EXERCISE DIRECTIONS = Please restate verbatim the lines that open the listing below, ending with the line in which "let default_filter = if" occurs.

PROVIDED RECORDS =
//! Balance simulator CLI.
//!
//! Play many headless sessions with an autopilot and report how they end.
//!
//! Usage:
//!   cargo run --bin simulate -- [OPTIONS]
//!
//! Examples:
//!   cargo run --bin simulate                    # Default: 1000 runs
//!   cargo run --bin simulate -- -n 100 -t 5000 # 100 runs, 5000-tick budget
//!   cargo run --bin simulate -- --seed 42      # Reproducible run

use flappy::simulator::{run_simulation, SimConfig};
use std::env;

fn main() {
    let args: Vec<String> = env::args().collect();
    let (config, write_json) = parse_args(&args);

    let default_filter = if config.verbosity >= 2 { "info" } else { "warn" };
    env_logger::Builder::from_env(env_logger::Env::default().default_filter_or(default_filter))
        .init();

    println!("╔═══════════════════════════════════════════════════════════════╗");
    println!("║              FLAPPY BALANCE SIMULATOR                         ║");
    println!("╚═══════════════════════════════════════════════════════════════╝");
    println!();
    println!("Configuration:");
    println!("  Runs:           {}", config.num_runs);
    println!("  Max Ticks:      {}", config.max_ticks_per_run);
    println!("  Flap Margin:    {}", config.flap_margin);
    if let Some(seed) = config.seed {
        println!("  Seed:           {}", seed);
    }
    println!();
    println!("Running simulation...");
    println!();

    let report = run_simulation(&config);

    println!("{}", report.to_text());

    if write_json {
        let filename = match config.seed {
            Some(seed) => format!("sim_report_seed{}.json", seed),
            None => "sim_report.json".to_string(),
        };
        match std::fs::write(&filename, report.to_json()) {
            Ok(()) => println!("JSON report saved to: {}", filename),
            Err(e) => {
                eprintln!("Failed to write JSON report: {}", e);
                std::process::exit(1);
            }
        }
    }
}

fn parse_args(args: &[String]) -> (SimConfig, bool) {
    let mut config = SimConfig::default();
    let mut write_json = false;

    let mut i = 1;
    while i < args.len() {
        match args[i].as_str() {
            "-n" | "--runs" => {
                if i + 1 < args.len() {
                    config.num_runs = args[i + 1].parse().unwrap_or(1000);
                    i += 1;
                }
            }
            "-s" | "--seed" => {
                if i + 1 < args.len() {
                    config.seed = args[i + 1].parse().ok();
                    i += 1;
                }
            }
            "-t" | "--ticks" => {
                if i + 1 < args.len() {
                    config.max_ticks_per_run = args[i + 1].parse().unwrap_or(10_000);
                    i += 1;
                }
            }
            "-m" | "--margin" => {
                if i + 1 < args.len() {
                    config.flap_margin = args[i + 1].parse().unwrap_or(20);
                    i += 1;
                }
            }
            "-v" | "--verbose" => {
                config.verbosity = 2;
            }
            "--json" => {
                write_json = true;
            }
            "--quick" => {
                config = SimConfig {
                    seed: config.seed,
                    ..SimConfig::quick()
                };
            }
            "--endurance" => {
                config = SimConfig {
                    seed: config.seed,
                    ..SimConfig::endurance(config.num_runs.min(100))
                };
            }
            "-h" | "--help" => {
                print_help();
                std::process::exit(0);
            }
            _ => {}
        }
        i += 1;
    }

    (config, write_json)
}

fn print_help() {
    println!("Flappy Balance Simulator");
    println!();
    println!("USAGE:");
    println!("    cargo run --bin simulate -- [OPTIONS]");
    println!();
    println!("OPTIONS:");
    println!("    -n, --runs <N>      Number of simulated sessions (default: 1000)");
    println!("    -s, --seed <S>      Random seed for reproducibility");
    println!("    -t, --ticks <T>     Tick budget per session (default: 10,000)");
    println!("    -m, --margin <M>    Autopilot flap margin in pixels (default: 20)");
    println!("    -v, --verbose       Per-run output and info logging");
    println!("    --json              Save JSON report");
    println!("    --quick             Quick check (100 runs, 2,000 ticks)");
    println!("    --endurance         Long sessions (100,000 ticks)");
    println!("    -h, --help          Show this help");
    println!();
    println!("Logging follows RUST_LOG (default: warn).");
}
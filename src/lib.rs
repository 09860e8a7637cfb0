//! Flappy - terminal Flappy Bird library
//!
//! This module exposes the simulation and the balance simulator for testing
//! and external hosts.

pub mod build_info;
pub mod core;
pub mod simulator;

// The terminal UI and input handling live in the `flappy` binary (src/main.rs)

pub use crate::core::{
    ConfigError, GameOverCause, Phase, Session, Simulation, TickOutcome, WorldConfig,
    TICK_INTERVAL_MS,
};
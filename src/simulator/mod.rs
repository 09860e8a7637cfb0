//! Headless balance simulator.
//!
//! Plays many sessions of the real [`Simulation`](crate::core::Simulation)
//! with a scripted autopilot and aggregates how they end:
//! - Score distribution (ticks survived)
//! - Which collision ends runs most often
//! - How many runs outlive the tick budget
//!
//! Runs are reproducible from a seed, so a report can be compared across
//! changes to the world constants.

mod autopilot;
mod config;
mod report;
mod runner;

pub use autopilot::Autopilot;
pub use config::SimConfig;
pub use report::{RunStats, SimReport};
pub use runner::{run_simulation, simulate_single_run};
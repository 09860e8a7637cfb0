// Timing
pub const TICK_INTERVAL_MS: u64 = 20;
pub const MAX_CATCH_UP_TICKS: u32 = 5;

// World geometry (pixels)
pub const WORLD_WIDTH: i32 = 800;
pub const WORLD_HEIGHT: i32 = 600;
pub const GROUND_HEIGHT: i32 = 50;
pub const BIRD_SIZE: i32 = 30;
pub const PIPE_WIDTH: i32 = 80;
pub const PIPE_GAP: i32 = 200;

// Motion (pixels per tick)
pub const PIPE_SPEED: i32 = 4;
pub const GRAVITY: i32 = 1;
pub const FLAP_VELOCITY: i32 = -12;

// Obstacle pool
pub const PIPE_PAIRS: usize = 2;

// Validation limits
pub const MAX_WORLD_SIZE: i32 = 1_000_000;
pub const MAX_PIPE_PAIRS: usize = 64;
//! Value types shared by the simulation, its hosts and the simulator.

use super::config::WorldConfig;
use serde::{Deserialize, Serialize};

/// Axis-aligned box in world pixels, origin at the top-left.
#[derive(Debug, Clone, Copy, PartialEq, Eq, Serialize, Deserialize)]
pub struct Rect {
    pub x: i32,
    pub y: i32,
    pub width: i32,
    pub height: i32,
}

impl Rect {
    pub fn new(x: i32, y: i32, width: i32, height: i32) -> Self {
        Self {
            x,
            y,
            width,
            height,
        }
    }

    pub fn right(&self) -> i32 {
        self.x + self.width
    }

    pub fn bottom(&self) -> i32 {
        self.y + self.height
    }

    pub fn is_empty(&self) -> bool {
        self.width <= 0 || self.height <= 0
    }

    /// True when the two boxes share a nonzero area. Touching edges and
    /// empty boxes never intersect.
    pub fn intersects(&self, other: &Rect) -> bool {
        if self.is_empty() || other.is_empty() {
            return false;
        }
        self.x < other.right()
            && other.x < self.right()
            && self.y < other.bottom()
            && other.y < self.bottom()
    }
}

/// The bird's vertical state. Its x never changes.
#[derive(Debug, Clone, Copy, PartialEq, Eq, Serialize, Deserialize)]
pub struct Bird {
    /// Top edge, pixels from the top of the world.
    pub y: i32,
    /// Pixels per tick, positive = downward.
    pub velocity: i32,
}

impl Bird {
    pub fn new(y: i32, velocity: i32) -> Self {
        Self { y, velocity }
    }

    pub fn bounds(&self, config: &WorldConfig) -> Rect {
        Rect::new(config.bird_x(), self.y, config.bird_size, config.bird_size)
    }
}

/// Which half of a pipe pair a box belongs to.
#[derive(Debug, Clone, Copy, PartialEq, Eq, Serialize, Deserialize)]
pub enum PipeSide {
    Top,
    Bottom,
}

/// One obstacle column: a top and bottom pipe around a single gap.
#[derive(Debug, Clone, Copy, PartialEq, Eq, Serialize, Deserialize)]
pub struct PipePair {
    /// Left edge shared by both halves.
    pub x: i32,
    /// First row of the gap; the top pipe ends here.
    pub gap_start: i32,
}

impl PipePair {
    pub fn new(x: i32, gap_start: i32) -> Self {
        Self { x, gap_start }
    }

    pub fn right_edge(&self, config: &WorldConfig) -> i32 {
        self.x + config.pipe_width
    }

    pub fn gap_end(&self, config: &WorldConfig) -> i32 {
        self.gap_start + config.pipe_gap
    }

    /// Whether the pair has scrolled fully past the left edge.
    pub fn is_off_screen(&self, config: &WorldConfig) -> bool {
        self.right_edge(config) < 0
    }

    pub fn top(&self, config: &WorldConfig) -> Rect {
        Rect::new(self.x, 0, config.pipe_width, self.gap_start)
    }

    pub fn bottom(&self, config: &WorldConfig) -> Rect {
        let y = self.gap_end(config);
        Rect::new(
            self.x,
            y,
            config.pipe_width,
            config.height - y - config.ground_height,
        )
    }

    pub fn side(&self, side: PipeSide, config: &WorldConfig) -> Rect {
        match side {
            PipeSide::Top => self.top(config),
            PipeSide::Bottom => self.bottom(config),
        }
    }
}

/// What ended a session.
#[derive(Debug, Clone, Copy, PartialEq, Eq, Hash, Serialize, Deserialize)]
pub enum GameOverCause {
    Ground,
    Ceiling,
    Pipe,
}

impl GameOverCause {
    pub const ALL: [GameOverCause; 3] = [Self::Ground, Self::Ceiling, Self::Pipe];

    pub fn name(&self) -> &'static str {
        match self {
            Self::Ground => "Ground",
            Self::Ceiling => "Ceiling",
            Self::Pipe => "Pipe",
        }
    }

    pub fn description(&self) -> &'static str {
        match self {
            Self::Ground => "You hit the ground.",
            Self::Ceiling => "You flew into the sky's edge.",
            Self::Pipe => "You crashed into a pipe.",
        }
    }
}

/// Session state machine.
#[derive(Debug, Clone, Copy, PartialEq, Eq, Serialize, Deserialize)]
pub enum Phase {
    Playing,
    GameOver(GameOverCause),
}

/// Result of a single `tick()`.
#[derive(Debug, Clone, Copy, PartialEq, Eq)]
pub enum TickOutcome {
    /// The session was already over; nothing moved.
    Idle,
    /// The bird survived and the score advanced.
    Alive { score: u32 },
    /// The bird collided on this tick.
    GameOver { cause: GameOverCause, final_score: u32 },
}

impl TickOutcome {
    pub fn is_game_over(&self) -> bool {
        matches!(self, TickOutcome::GameOver { .. })
    }
}

#[cfg(test)]
mod tests {
    use super::*;

    #[test]
    fn test_overlapping_rects_intersect() {
        let a = Rect::new(0, 0, 10, 10);
        let b = Rect::new(9, 9, 10, 10);
        assert!(a.intersects(&b));
        assert!(b.intersects(&a));
    }

    #[test]
    fn test_touching_rects_do_not_intersect() {
        let a = Rect::new(0, 0, 10, 10);
        let right = Rect::new(10, 0, 10, 10);
        let below = Rect::new(0, 10, 10, 10);
        assert!(!a.intersects(&right));
        assert!(!a.intersects(&below));
    }

    #[test]
    fn test_empty_rect_never_intersects() {
        let a = Rect::new(0, 0, 10, 10);
        let flat = Rect::new(2, 2, 5, 0);
        let negative = Rect::new(2, 2, 5, -4);
        assert!(!a.intersects(&flat));
        assert!(!a.intersects(&negative));
    }

    #[test]
    fn test_pipe_halves_share_one_gap() {
        let config = WorldConfig::default();
        let pair = PipePair::new(300, 120);
        let top = pair.top(&config);
        let bottom = pair.bottom(&config);

        assert_eq!(top, Rect::new(300, 0, 80, 120));
        assert_eq!(bottom, Rect::new(300, 320, 80, 230));
        assert_eq!(bottom.y - top.bottom(), config.pipe_gap);
        assert_eq!(bottom.bottom(), config.height - config.ground_height);
    }

    #[test]
    fn test_off_screen_needs_right_edge_past_zero() {
        let config = WorldConfig::default();
        assert!(!PipePair::new(-80, 100).is_off_screen(&config));
        assert!(PipePair::new(-81, 100).is_off_screen(&config));
    }

    #[test]
    fn test_bird_bounds_sit_at_world_centre() {
        let config = WorldConfig::default();
        let bird = Bird::new(250, 0);
        assert_eq!(bird.bounds(&config), Rect::new(400, 250, 30, 30));
    }
}
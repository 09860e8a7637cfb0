//! Build script to embed commit hash and build date at compile time.

use std::env;
use std::fs;
use std::path::Path;
use std::process::Command;

fn git_short_commit() -> Option<String> {
    let output = Command::new("git")
        .args(["rev-parse", "--short=7", "HEAD"])
        .output()
        .ok()?;
    if !output.status.success() {
        return None;
    }
    let commit = String::from_utf8(output.stdout).ok()?.trim().to_string();
    if commit.is_empty() {
        None
    } else {
        Some(commit)
    }
}

fn main() {
    // CI sets BUILD_COMMIT; local builds ask git, outside a checkout it is "unknown"
    let commit = env::var("BUILD_COMMIT")
        .ok()
        .filter(|c| !c.is_empty())
        .or_else(git_short_commit)
        .unwrap_or_else(|| "unknown".to_string());

    let date = env::var("BUILD_DATE")
        .ok()
        .filter(|d| !d.is_empty())
        .unwrap_or_else(|| chrono::Utc::now().format("%Y-%m-%d").to_string());

    let out_dir = env::var("OUT_DIR").unwrap();
    let dest_path = Path::new(&out_dir).join("build_info.rs");

    fs::write(
        &dest_path,
        format!(
            r#"pub const BUILD_COMMIT: &str = "{}";
pub const BUILD_DATE: &str = "{}";"#,
            commit, date
        ),
    )
    .unwrap();

    println!("cargo:rerun-if-changed=.git/HEAD");
    println!("cargo:rerun-if-env-changed=BUILD_COMMIT");
    println!("cargo:rerun-if-env-changed=BUILD_DATE");
}
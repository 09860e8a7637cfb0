//! Long-running property checks for the simulation.
//!
//! These drive `Simulation` for thousands of ticks and assert the invariants
//! that must hold on every step: score bookkeeping, bird bounds, pipe
//! recycling and the canonical reset layout.
//!
//! Uses seeded ChaCha8Rng for deterministic behavior.

use flappy::core::{Bird, GameOverCause, PipePair, Simulation, TickOutcome, WorldConfig};
use flappy::simulator::Autopilot;
use rand::{Rng, SeedableRng};
use rand_chacha::ChaCha8Rng;

fn new_sim(seed: u64) -> Simulation {
    Simulation::new(WorldConfig::default(), seed).unwrap()
}

/// Park the bird at rest in the middle of the next gap so it survives the
/// coming tick no matter where the pipes are.
fn hover(sim: &mut Simulation) {
    if let Some(pipe) = Autopilot::next_pipe(sim) {
        sim.set_bird(Bird::new(pipe.gap_start + 85, 0));
    }
}

#[test]
fn test_score_counts_ticks_survived() {
    let mut sim = new_sim(42);
    for expected in 1..=2_000u32 {
        hover(&mut sim);
        assert_eq!(sim.tick(), TickOutcome::Alive { score: expected });
    }
    assert_eq!(sim.score(), 2_000);
}

#[test]
fn test_recycled_pipes_stay_in_bounds() {
    let config = WorldConfig::default();
    let (gap_min, gap_max) = config.gap_range();
    let mut sim = new_sim(7);
    let mut recycled = 0;

    for _ in 0..5_000 {
        hover(&mut sim);
        let before: Vec<PipePair> = sim.pipes().to_vec();
        sim.tick();
        assert!(!sim.is_game_over());
        assert_eq!(sim.pipes().len(), config.pipe_pairs);

        for (old, new) in before.iter().zip(sim.pipes()) {
            if new.x > old.x {
                recycled += 1;
                assert_eq!(new.x, config.width);
                assert!(old.x + config.pipe_width - config.pipe_speed < 0);
            } else {
                assert_eq!(new.x, old.x - config.pipe_speed);
                assert_eq!(new.gap_start, old.gap_start);
            }
            assert!(new.right_edge(&config) >= 0);
            assert!(new.gap_start >= gap_min && new.gap_start <= gap_max);
        }
    }

    // 5000 ticks scroll 20000 px, far more than one lap per slot.
    assert!(recycled >= 20, "only {} recycles", recycled);
}

#[test]
fn test_random_flapping_respects_world_bounds() {
    let floor = WorldConfig::default().floor_line();

    for seed in 0..25u64 {
        let mut sim = new_sim(seed);
        let mut player = ChaCha8Rng::seed_from_u64(seed ^ 0xF1A9);
        let mut last_score = 0;
        let mut ended = None;

        for _ in 0..3_000 {
            if player.gen_range(0..8) == 0 {
                sim.on_flap();
            }
            match sim.tick() {
                TickOutcome::Alive { score } => {
                    assert_eq!(score, last_score + 1);
                    last_score = score;
                    let y = sim.bird().y;
                    assert!(y > 0 && y <= floor, "seed {} y {}", seed, y);
                }
                TickOutcome::GameOver { cause, final_score } => {
                    assert_eq!(final_score, last_score);
                    let y = sim.bird().y;
                    assert!((0..=floor).contains(&y), "seed {} y {}", seed, y);
                    ended = Some(cause);
                    break;
                }
                TickOutcome::Idle => panic!("idle before game over"),
            }
        }

        if let Some(cause) = ended {
            assert_eq!(sim.game_over_cause(), Some(cause));
            assert_eq!(sim.tick(), TickOutcome::Idle);
            assert_eq!(sim.score(), last_score);
        }
    }
}

#[test]
fn test_never_flapping_always_hits_ground() {
    for seed in 0..10u64 {
        let mut sim = new_sim(seed);
        let outcome = loop {
            let outcome = sim.tick();
            if outcome.is_game_over() {
                break outcome;
            }
        };
        assert_eq!(
            outcome,
            TickOutcome::GameOver {
                cause: GameOverCause::Ground,
                final_score: 20
            }
        );
        assert_eq!(sim.bird().y, 520);
    }
}

#[test]
fn test_reset_restores_canonical_layout() {
    let config = WorldConfig::default();
    let mut sim = new_sim(99);
    let mut player = ChaCha8Rng::seed_from_u64(3);

    for _ in 0..3 {
        while !sim.tick().is_game_over() {
            if player.gen_bool(0.1) {
                sim.on_flap();
            }
        }
        sim.reset();

        assert!(!sim.is_game_over());
        assert_eq!(sim.score(), 0);
        assert_eq!(sim.bird(), Bird::new(config.height / 2, 0));
        let xs: Vec<i32> = sim.pipes().iter().map(|p| p.x).collect();
        assert_eq!(xs, vec![config.width, config.width + config.width / 2]);
        assert!(sim.on_flap());
    }
}

#[test]
fn test_same_seed_same_game() {
    let mut a = new_sim(1234);
    let mut b = new_sim(1234);
    for tick in 0..1_000 {
        if tick % 17 == 0 {
            a.on_flap();
            b.on_flap();
        }
        assert_eq!(a.tick(), b.tick());
        assert_eq!(a.pipes(), b.pipes());
        assert_eq!(a.bird(), b.bird());
    }
}

#[test]
fn test_wider_world_keeps_pipes_staggered() {
    let config = WorldConfig {
        width: 1000,
        pipe_pairs: 3,
        ..Default::default()
    };
    let sim = Simulation::new(config, 5).unwrap();
    let xs: Vec<i32> = sim.pipes().iter().map(|p| p.x).collect();
    assert_eq!(xs, vec![1000, 1500, 2000]);
    assert_eq!(sim.bird().y, 300);
}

SOLUTION FOR THIS TASK =
//! Balance simulator CLI.
//!
//! Play many headless sessions with an autopilot and report how they end.
//!
//! Usage:
//!   cargo run --bin simulate -- [OPTIONS]
//!
//! Examples:
//!   cargo run --bin simulate                    # Default: 1000 runs
//!   cargo run --bin simulate -- -n 100 -t 5000 # 100 runs, 5000-tick budget
//!   cargo run --bin simulate -- --seed 42      # Reproducible run

use flappy::simulator::{run_simulation, SimConfig};
use std::env;

fn main() {
    let args: Vec<String> = env::args().collect();
    let (config, write_json) = parse_args(&args);

    let default_filter = if config.verbosity >= 2 { "info" } else { "warn" };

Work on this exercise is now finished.